Finalmente, a quinta razão. Última a aparecer no elenco, mas a primeira em beleza. Aquela que faz pulsar a solidariedade internacional dos povos. Apesar das diferenças marcantes entre a cultura política nacional venezuelana e brasileira, cujas raízes históricas remontam aos processos de independência colonial e a forma como cada uma das formações se vinculou ao mercado mundial capitalista, o fato é que nunca os brasileiros tiveram condições objetivas tão propícias para compreender melhor a Venezuela nesta encruzilhada da história.
Compreender o outro é a base de uma empatia verdadeira. Tudo o que foi mencionado acima contribui para compartilhar angústia e dor e conferir alma viva aos povos irmãos latino-americanos. O fato de Trump haver explicitado o conteúdo de sua política externa para qualquer leigo do Brasil ou da Venezuela entender, especialmente quando impõe sanções unilaterais a todos, faz da inação ou da conivência um gesto de cinismo descarado. As atitudes de Maria Corina Machado e Eduardo Bolsonaro, suplicando intervenção dos EUA em seus respectivos países, são como um tapa na cara de quem aqui vive e trabalha, constrói o país e luta por um futuro melhor.

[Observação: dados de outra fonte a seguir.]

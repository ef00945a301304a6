//! Configuration type definitions.
//!
//! These mirror the YAML file one to one. [`Settings`](super::Settings) is the
//! validated, resolved form used at runtime.

use serde::{Deserialize, Serialize};
use std::path::PathBuf;

use crate::core::schedule::RepeatRule;
use crate::core::target::{DataSource, StorageTarget};

/// Default timeout for database commands, in seconds.
pub const DEFAULT_DATABASE_TIMEOUT_SECS: u64 = 600;

/// Top-level configuration file.
#[derive(Debug, Clone, Serialize, Deserialize)]
#[serde(default)]
pub struct FileConfig {
    /// Timeout for each database command, in seconds.
    pub database_timeout_secs: u64,
    /// Scratch directory for backups. Empty or unset means the system temp dir.
    pub backup_temp_dir: Option<PathBuf>,
    /// Scratch directory for restores. Empty or unset means the system temp dir.
    pub restore_temp_dir: Option<PathBuf>,
    /// Database servers.
    pub data_sources: Vec<DataSource>,
    /// Buckets.
    pub storage_targets: Vec<StorageTarget>,
    /// Catalogs to back up.
    pub backup_targets: Vec<BackupTargetConfig>,
    /// Catalogs to restore.
    pub restore_targets: Vec<RestoreTargetConfig>,
    /// Recurring schedules.
    pub schedules: Vec<ScheduleConfig>,
}

impl Default for FileConfig {
    fn default() -> Self {
        Self {
            database_timeout_secs: DEFAULT_DATABASE_TIMEOUT_SECS,
            backup_temp_dir: None,
            restore_temp_dir: None,
            data_sources: Vec::new(),
            storage_targets: Vec::new(),
            backup_targets: Vec::new(),
            restore_targets: Vec::new(),
            schedules: Vec::new(),
        }
    }
}

/// Backup target entry.
#[derive(Debug, Clone, Serialize, Deserialize)]
pub struct BackupTargetConfig {
    /// Target name.
    pub name: String,
    /// Catalog to back up.
    pub catalog_name: String,
    /// Name of the data source hosting the catalog.
    pub data_source: String,
    /// Name of the bucket receiving backups.
    pub bucket_name: String,
    /// Optional key prefix.
    #[serde(default)]
    pub prefix: Option<String>,
}

/// Restore target entry.
#[derive(Debug, Clone, Serialize, Deserialize)]
pub struct RestoreTargetConfig {
    /// Target name.
    pub name: String,
    /// Catalog whose backups are restored.
    pub catalog_name: String,
    /// Catalog to restore into; defaults to `catalog_name`.
    #[serde(default)]
    pub restore_catalog_name: Option<String>,
    /// Directory for the restored database files.
    pub restore_path: PathBuf,
    /// Name of the data source to restore on.
    pub data_source: String,
    /// Name of the bucket holding backups.
    pub bucket_name: String,
    /// Optional key prefix.
    #[serde(default)]
    pub prefix: Option<String>,
}

/// Schedule entry.
#[derive(Debug, Clone, Serialize, Deserialize)]
pub struct ScheduleConfig {
    /// Schedule name.
    pub name: String,
    /// First run, RFC 3339 or naive local time.
    pub start_date: String,
    /// IANA timezone for a naive `start_date`.
    #[serde(default)]
    pub timezone: Option<String>,
    /// Repeat rule.
    #[serde(default)]
    pub repeat: RepeatRule,
    /// Backup target names, in execution order.
    #[serde(default)]
    pub backup_targets: Vec<String>,
    /// Restore target names, in execution order.
    #[serde(default)]
    pub restore_targets: Vec<String>,
}
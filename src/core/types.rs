//! Core identifier types.
//!
//! Schedules and targets are referenced by name everywhere (config lookups,
//! scheduler state maps, notifications), so the names get their own types.

use serde::{Deserialize, Serialize};
use std::borrow::Borrow;
use std::fmt;

/// Unique name of a schedule.
#[derive(Debug, Clone, PartialEq, Eq, PartialOrd, Ord, Hash, Serialize, Deserialize)]
#[serde(transparent)]
pub struct ScheduleName(String);

/// Unique name of a backup or restore target.
#[derive(Debug, Clone, PartialEq, Eq, PartialOrd, Ord, Hash, Serialize, Deserialize)]
#[serde(transparent)]
pub struct TargetName(String);

impl ScheduleName {
    /// Create a new ScheduleName from a string.
    pub fn new(name: impl Into<String>) -> Self {
        Self(name.into())
    }

    /// Get the underlying string value.
    pub fn as_str(&self) -> &str {
        &self.0
    }
}

impl From<&str> for ScheduleName {
    fn from(s: &str) -> Self {
        Self::new(s)
    }
}

impl From<String> for ScheduleName {
    fn from(s: String) -> Self {
        Self::new(s)
    }
}

impl Borrow<str> for ScheduleName {
    fn borrow(&self) -> &str {
        &self.0
    }
}

impl TargetName {
    /// Create a new TargetName from a string.
    pub fn new(name: impl Into<String>) -> Self {
        Self(name.into())
    }

    /// Get the underlying string value.
    pub fn as_str(&self) -> &str {
        &self.0
    }
}

impl From<&str> for TargetName {
    fn from(s: &str) -> Self {
        Self::new(s)
    }
}

impl From<String> for TargetName {
    fn from(s: String) -> Self {
        Self::new(s)
    }
}

impl Borrow<str> for TargetName {
    fn borrow(&self) -> &str {
        &self.0
    }
}

impl fmt::Display for ScheduleName {
    fn fmt(&self, f: &mut fmt::Formatter<'_>) -> fmt::Result {
        write!(f, "{}", self.0)
    }
}

impl fmt::Display for TargetName {
    fn fmt(&self, f: &mut fmt::Formatter<'_>) -> fmt::Result {
        write!(f, "{}", self.0)
    }
}

/// Which half of a backup/restore cycle an operation belongs to.
#[derive(Debug, Clone, Copy, PartialEq, Eq, Hash, Serialize, Deserialize)]
#[serde(rename_all = "snake_case")]
pub enum Operation {
    /// Dump, compress, upload.
    Backup,
    /// Download, decompress, restore.
    Restore,
}

impl fmt::Display for Operation {
    fn fmt(&self, f: &mut fmt::Formatter<'_>) -> fmt::Result {
        match self {
            Operation::Backup => write!(f, "backup"),
            Operation::Restore => write!(f, "restore"),
        }
    }
}
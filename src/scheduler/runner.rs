//! Job runner: executes one schedule's targets in order.
//!
//! Backup targets run first, then restore targets, one at a time. Every target
//! is resolved against the live configuration when its turn comes. A target
//! that cannot be resolved, fails, or panics is reported and the runner moves
//! on to the next one.

use futures::FutureExt;
use std::any::Any;
use std::panic::AssertUnwindSafe;
use std::sync::Arc;
use std::time::Instant;

use super::types::{RunSummary, SchedulerError};
use crate::config::ConfigProvider;
use crate::core::schedule::ScheduleEntry;
use crate::core::types::{Operation, ScheduleName, TargetName};
use crate::events::{Event, EventBus, TargetEmitter, TargetStage};
use crate::execution::{ExecutionContext, ExecutionResult, ExecutorFactory};

/// Result of attempting a single target.
enum TargetOutcome {
    /// The name did not resolve to a configured target.
    Unresolved,
    /// The executor ran (or panicked) and produced a result.
    Finished(ExecutionResult),
}

/// Runs schedules and individual targets.
pub struct JobRunner {
    config: Arc<dyn ConfigProvider>,
    executors: Arc<dyn ExecutorFactory>,
    event_bus: Arc<EventBus>,
}

impl JobRunner {
    /// Create a runner.
    pub fn new(
        config: Arc<dyn ConfigProvider>,
        executors: Arc<dyn ExecutorFactory>,
        event_bus: Arc<EventBus>,
    ) -> Self {
        Self {
            config,
            executors,
            event_bus,
        }
    }

    /// Get the event bus.
    pub fn event_bus(&self) -> &Arc<EventBus> {
        &self.event_bus
    }

    /// Run one cycle of `schedule`: all backups, then all restores.
    ///
    /// Never fails; target failures are emitted as
    /// [`Event::ScheduleFailed`] and counted in the summary.
    pub async fn run(&self, schedule: &ScheduleEntry) -> RunSummary {
        let started = Instant::now();
        let name = schedule.name();

        self.event_bus
            .emit(Event::schedule_started(
                name.clone(),
                schedule.repeat(),
                schedule.start_date(),
            ))
            .await;

        let mut summary = RunSummary {
            schedule: name.clone(),
            succeeded: 0,
            failed: 0,
            duration: Default::default(),
        };

        let targets = schedule
            .backup_targets()
            .iter()
            .map(|t| (Operation::Backup, t))
            .chain(
                schedule
                    .restore_targets()
                    .iter()
                    .map(|t| (Operation::Restore, t)),
            );

        for (operation, target) in targets {
            let outcome = self.execute_target(Some(name), operation, target).await;
            match outcome {
                TargetOutcome::Finished(result) if result.success => summary.succeeded += 1,
                TargetOutcome::Finished(result) => {
                    summary.failed += 1;
                    let error = result.error.unwrap_or_else(|| "unknown error".to_string());
                    self.event_bus
                        .emit(Event::schedule_failed(
                            name.clone(),
                            Some(target.clone()),
                            operation,
                            error,
                        ))
                        .await;
                }
                TargetOutcome::Unresolved => {
                    summary.failed += 1;
                    self.event_bus
                        .emit(Event::schedule_failed(
                            name.clone(),
                            None,
                            operation,
                            format!("{operation} target '{target}' not found"),
                        ))
                        .await;
                }
            }
        }

        summary.duration = started.elapsed();
        self.event_bus
            .emit(Event::schedule_completed(name.clone(), summary.duration))
            .await;
        summary
    }

    /// Run the schedule named `name` once, outside the scheduler.
    pub async fn run_schedule(&self, name: &ScheduleName) -> Result<RunSummary, SchedulerError> {
        let schedule = self
            .config
            .schedule(name)
            .ok_or_else(|| SchedulerError::ScheduleNotFound(name.clone()))?;
        Ok(self.run(&schedule).await)
    }

    /// Back up one target directly, outside any schedule.
    pub async fn run_backup(&self, name: &TargetName) -> Result<ExecutionResult, SchedulerError> {
        self.run_direct(Operation::Backup, name).await
    }

    /// Restore one target directly, outside any schedule.
    pub async fn run_restore(&self, name: &TargetName) -> Result<ExecutionResult, SchedulerError> {
        self.run_direct(Operation::Restore, name).await
    }

    async fn run_direct(
        &self,
        operation: Operation,
        name: &TargetName,
    ) -> Result<ExecutionResult, SchedulerError> {
        match self.execute_target(None, operation, name).await {
            TargetOutcome::Unresolved => Err(SchedulerError::TargetNotFound {
                operation,
                name: name.clone(),
            }),
            TargetOutcome::Finished(result) => Ok(result),
        }
    }

    /// Resolve and execute one target, catching panics from the executor.
    async fn execute_target(
        &self,
        schedule: Option<&ScheduleName>,
        operation: Operation,
        name: &TargetName,
    ) -> TargetOutcome {
        let context = |catalog: &str| ExecutionContext {
            emitter: TargetEmitter::new(
                Arc::clone(&self.event_bus),
                schedule.cloned(),
                name.clone(),
                catalog,
                operation,
            ),
            database_timeout: self.config.database_timeout(),
            temp_dir: self.config.temp_dir(operation),
        };

        let (executor, emitter) = match operation {
            Operation::Backup => {
                let Some(target) = self.config.resolve_backup_target(name) else {
                    tracing::warn!(target_name = %name, "Backup target not found");
                    return TargetOutcome::Unresolved;
                };
                let ctx = context(&target.catalog_name);
                let emitter = ctx.emitter.clone();
                let executors = Arc::clone(&self.executors);
                let executor =
                    async move { executors.backup_executor(target, ctx).execute().await };
                (executor.boxed(), emitter)
            }
            Operation::Restore => {
                let Some(target) = self.config.resolve_restore_target(name) else {
                    tracing::warn!(target_name = %name, "Restore target not found");
                    return TargetOutcome::Unresolved;
                };
                let ctx = context(&target.catalog_name);
                let emitter = ctx.emitter.clone();
                let executors = Arc::clone(&self.executors);
                let executor =
                    async move { executors.restore_executor(target, ctx).execute().await };
                (executor.boxed(), emitter)
            }
        };

        let result = match AssertUnwindSafe(executor).catch_unwind().await {
            Ok(result) => result,
            Err(panic) => {
                let message = panic_message(panic);
                tracing::error!(
                    target_name = %name,
                    operation = %operation,
                    panic = %message,
                    "Executor panicked"
                );
                ExecutionResult::failure(format!("executor panicked: {message}"))
            }
        };

        if schedule.is_none() && !result.success {
            let error = result.error.clone().unwrap_or_default();
            emitter.emit(TargetStage::Failed { error }).await;
        }

        TargetOutcome::Finished(result)
    }
}

/// Extract a readable message from a panic payload.
pub(crate) fn panic_message(panic: Box<dyn Any + Send>) -> String {
    if let Some(s) = panic.downcast_ref::<String>() {
        s.clone()
    } else if let Some(s) = panic.downcast_ref::<&str>() {
        s.to_string()
    } else {
        "unknown panic".to_string()
    }
}
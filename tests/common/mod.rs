//! Common test utilities shared across integration tests.

#![allow(dead_code)]

use chrono::{DateTime, TimeDelta, TimeZone, Utc};
use dbcycle::testing::{FixedClock, RecordingHandler, ScriptedExecutorFactory};
use dbcycle::{SchedulerHandle, SchedulerSnapshot, Settings};
use std::time::Duration;

/// Instant every test clock starts at.
pub fn epoch() -> DateTime<Utc> {
    Utc.with_ymd_and_hms(2024, 1, 3, 5, 0, 0).unwrap()
}

/// First daily boundary after [`epoch`] for schedules starting at 02:00.
pub fn first_due() -> DateTime<Utc> {
    Utc.with_ymd_and_hms(2024, 1, 4, 2, 0, 0).unwrap()
}

/// Move `clock` just past the `n`th daily boundary after [`epoch`].
pub fn pass_boundary(clock: &FixedClock, n: i64) {
    clock.set(first_due() + TimeDelta::days(n - 1) + TimeDelta::seconds(1));
}

/// YAML for schedules that each own one backup target named `<schedule>_db`,
/// all starting 2024-01-01 02:00 UTC and repeating daily.
pub fn fleet_yaml(schedules: &[&str]) -> String {
    let mut yaml = String::from(
        r#"
data_sources:
  - name: primary
    backup_command: { program: "true" }
    restore_command: { program: "true" }
storage_targets:
  - { bucket_name: offsite, type: memory }
backup_targets:
"#,
    );
    for name in schedules {
        yaml.push_str(&format!(
            "  - {{ name: {name}_db, catalog_name: {name}, data_source: primary, bucket_name: offsite }}\n"
        ));
    }
    yaml.push_str("schedules:\n");
    for name in schedules {
        yaml.push_str(&format!(
            "  - name: {name}\n    start_date: 2024-01-01T02:00:00Z\n    backup_targets: [{name}_db]\n"
        ));
    }
    yaml
}

/// Parsed [`fleet_yaml`].
pub fn fleet(schedules: &[&str]) -> Settings {
    Settings::parse(&fleet_yaml(schedules)).unwrap()
}

/// Wait until a snapshot satisfies `condition`, polling every 10ms.
///
/// # Panics
///
/// Panics if the timeout is reached first.
pub async fn wait_for_snapshot(
    handle: &SchedulerHandle,
    timeout: Duration,
    condition: impl Fn(&SchedulerSnapshot) -> bool,
) -> SchedulerSnapshot {
    let start = tokio::time::Instant::now();
    loop {
        let snapshot = handle.snapshot().await;
        if condition(&snapshot) {
            return snapshot;
        }
        if start.elapsed() > timeout {
            panic!("Timeout waiting for scheduler state, last snapshot: {snapshot:?}");
        }
        tokio::time::sleep(Duration::from_millis(10)).await;
    }
}

/// Wait until `schedule` has completed `count` cycles.
pub async fn wait_for_completions(
    events: &RecordingHandler,
    schedule: &str,
    count: usize,
    timeout: Duration,
) {
    let start = tokio::time::Instant::now();
    loop {
        let completed = events.completed_count(schedule).await;
        if completed >= count {
            return;
        }
        if start.elapsed() > timeout {
            panic!("Timeout waiting for {schedule} to complete {count} time(s), saw {completed}");
        }
        tokio::time::sleep(Duration::from_millis(10)).await;
    }
}

/// Wait until `target` has been handed to an executor `count` times.
pub async fn wait_for_invocations(
    factory: &ScriptedExecutorFactory,
    target: &str,
    count: usize,
    timeout: Duration,
) {
    let start = tokio::time::Instant::now();
    loop {
        let seen = factory.invocations(target);
        if seen >= count {
            return;
        }
        if start.elapsed() > timeout {
            panic!("Timeout waiting for {target} to run {count} time(s), saw {seen}");
        }
        tokio::time::sleep(Duration::from_millis(10)).await;
    }
}
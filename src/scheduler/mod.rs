//! Scheduler engine for recurring backup and restore schedules.
//!
//! This module provides the polling loop that promotes due schedules, the job
//! runner that executes a schedule's targets, and the handle used to control
//! both.

mod engine;
mod handle;
mod runner;
mod types;

pub use engine::{DEFAULT_TICK_INTERVAL, MIN_TICK_INTERVAL, Scheduler};
pub use handle::SchedulerHandle;
pub use runner::JobRunner;
pub use types::{RunSummary, SchedulerError, SchedulerSnapshot, SchedulerState};
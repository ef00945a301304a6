//! dbcycle - scheduled database backup and restore cycles.
//!
//! Schedules name backup and restore targets; each target dumps (or restores)
//! one database catalog through external commands and moves the compressed
//! dump to (or from) a bucket. The [`Scheduler`] keeps every schedule either
//! pending or in progress and runs due schedules concurrently through the
//! [`JobRunner`].

pub mod config;
pub mod core;
pub mod events;
pub mod execution;
pub mod scheduler;
pub mod storage;
pub mod testing;

pub use config::{ConfigError, ConfigProvider, ConfigStore, Settings, YamlLoader};
pub use core::clock::{Clock, SystemClock};
pub use core::schedule::{RepeatRule, ScheduleEntry, ScheduleError, next_execute_date};
pub use core::target::{BackupTarget, DataSource, RestoreTarget, StorageBackend, StorageTarget};
pub use core::types::{Operation, ScheduleName, TargetName};
pub use events::{Event, EventBus, EventHandler, TargetStage, TracingHandler};
pub use execution::{
    DefaultExecutorFactory, ExecutionContext, ExecutionError, ExecutionResult, Executor,
    ExecutorFactory,
};
pub use scheduler::{
    JobRunner, RunSummary, Scheduler, SchedulerError, SchedulerHandle, SchedulerSnapshot,
    SchedulerState,
};
pub use storage::{ObjectStore, StorageError, StoreRegistry};
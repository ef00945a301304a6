//! Wall-clock abstraction.

use chrono::{DateTime, Utc};

/// Source of the current time.
///
/// The scheduler never reads the system clock directly, so tests can drive it
/// with a [`FixedClock`](crate::testing::FixedClock).
pub trait Clock: Send + Sync {
    /// The current instant.
    fn now(&self) -> DateTime<Utc>;
}

/// Clock backed by the system time.
#[derive(Debug, Clone, Copy, Default)]
pub struct SystemClock;

impl Clock for SystemClock {
    fn now(&self) -> DateTime<Utc> {
        Utc::now()
    }
}
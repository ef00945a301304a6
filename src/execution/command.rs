//! External database command runner.
//!
//! Data sources describe their dump and restore tools as a program plus
//! argument templates. [`DatabaseCommand`] fills in the placeholders, passes
//! credentials through the environment, and runs the program under the
//! database timeout.
//!
//! Supported placeholders:
//!
//! | Placeholder         | Value                                   |
//! |---------------------|-----------------------------------------|
//! | `{catalog}`         | catalog being backed up or searched for |
//! | `{path}`            | dump file written or read               |
//! | `{restore_catalog}` | catalog restored into                   |
//! | `{restore_path}`    | directory for restored database files   |
//! | `{data_source}`     | data source name                        |
//!
//! When the timeout elapses the child process is killed.

use std::collections::BTreeMap;
use std::process::Stdio;
use std::time::Duration;
use tokio::process::Command;
use tokio::time::timeout;

use super::executor::ExecutionError;
use crate::core::target::{CommandSpec, DataSource};

/// Environment variable carrying the login user.
pub const USER_ENV: &str = "DB_USER";
/// Environment variable carrying the login password.
pub const PASSWORD_ENV: &str = "DB_PASSWORD";

/// Placeholder values for one command invocation.
#[derive(Debug, Clone, Default)]
pub struct Placeholders {
    values: BTreeMap<&'static str, String>,
}

impl Placeholders {
    /// Create an empty set.
    pub fn new() -> Self {
        Self::default()
    }

    /// Set a placeholder value.
    pub fn set(mut self, name: &'static str, value: impl Into<String>) -> Self {
        self.values.insert(name, value.into());
        self
    }

    /// Replace every known `{name}` in `template` in a single pass.
    ///
    /// Substituted values are never scanned again, and unknown tokens are
    /// kept as written.
    pub fn render(&self, template: &str) -> String {
        let mut rendered = String::with_capacity(template.len());
        let mut rest = template;

        while let Some(open) = rest.find('{') {
            rendered.push_str(&rest[..open]);
            let after = &rest[open + 1..];
            let known = after
                .find('}')
                .and_then(|close| self.values.get(&after[..close]).map(|v| (close, v)));
            match known {
                Some((close, value)) => {
                    rendered.push_str(value);
                    rest = &after[close + 1..];
                }
                None => {
                    rendered.push('{');
                    rest = after;
                }
            }
        }

        rendered.push_str(rest);
        rendered
    }
}

/// Captured output of a finished command.
#[derive(Debug, Clone)]
pub struct CommandOutput {
    pub stdout: String,
    pub stderr: String,
}

/// A fully rendered database command.
#[derive(Debug, Clone)]
pub struct DatabaseCommand {
    program: String,
    args: Vec<String>,
    env: Vec<(String, String)>,
    timeout: Duration,
}

impl DatabaseCommand {
    /// Render `spec` for `data_source` with the given placeholder values.
    pub fn new(
        spec: &CommandSpec,
        data_source: &DataSource,
        placeholders: &Placeholders,
        timeout: Duration,
    ) -> Self {
        let placeholders = placeholders.clone().set("data_source", &data_source.name);
        let env = data_source
            .credentials()
            .map(|(user, password)| {
                vec![
                    (USER_ENV.to_string(), user.to_string()),
                    (PASSWORD_ENV.to_string(), password.to_string()),
                ]
            })
            .unwrap_or_default();

        Self {
            program: spec.program.clone(),
            args: spec.args.iter().map(|a| placeholders.render(a)).collect(),
            env,
            timeout,
        }
    }

    /// Get the program being executed.
    pub fn program(&self) -> &str {
        &self.program
    }

    /// Get the rendered arguments.
    pub fn args(&self) -> &[String] {
        &self.args
    }

    /// Get the timeout duration.
    pub fn timeout(&self) -> Duration {
        self.timeout
    }

    /// Whether credentials are passed to the child.
    pub fn has_credentials(&self) -> bool {
        !self.env.is_empty()
    }

    /// Run the command to completion.
    pub async fn run(&self) -> Result<CommandOutput, ExecutionError> {
        let mut cmd = Command::new(&self.program);
        cmd.args(&self.args);
        for (key, value) in &self.env {
            cmd.env(key, value);
        }
        cmd.stdin(Stdio::null());
        cmd.stdout(Stdio::piped());
        cmd.stderr(Stdio::piped());
        cmd.kill_on_drop(true);

        tracing::debug!(program = %self.program, args = ?self.args, "Running database command");

        let output = timeout(self.timeout, cmd.output())
            .await
            .map_err(|_| ExecutionError::Timeout {
                program: self.program.clone(),
                timeout: self.timeout,
            })?
            .map_err(|e| ExecutionError::SpawnFailed {
                program: self.program.clone(),
                message: e.to_string(),
            })?;

        let stdout = String::from_utf8_lossy(&output.stdout).to_string();
        let stderr = String::from_utf8_lossy(&output.stderr).to_string();

        if output.status.success() {
            Ok(CommandOutput { stdout, stderr })
        } else {
            Err(ExecutionError::CommandFailed {
                program: self.program.clone(),
                code: output.status.code().unwrap_or(-1),
                stderr: stderr.trim().to_string(),
            })
        }
    }
}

Por essa e por todas as razões mencionadas, os brasileiros amantes da paz devem, sim, defender ativamente a Venezuela dos ataques do governo Donald Trump. Esse é um daqueles temas divisores de águas na história. Errar nesses momentos pode representar um preço altíssimo a pagar logo ali adiante.
*Carla Fererira é historiadora, jornalista e professora da UFRJ.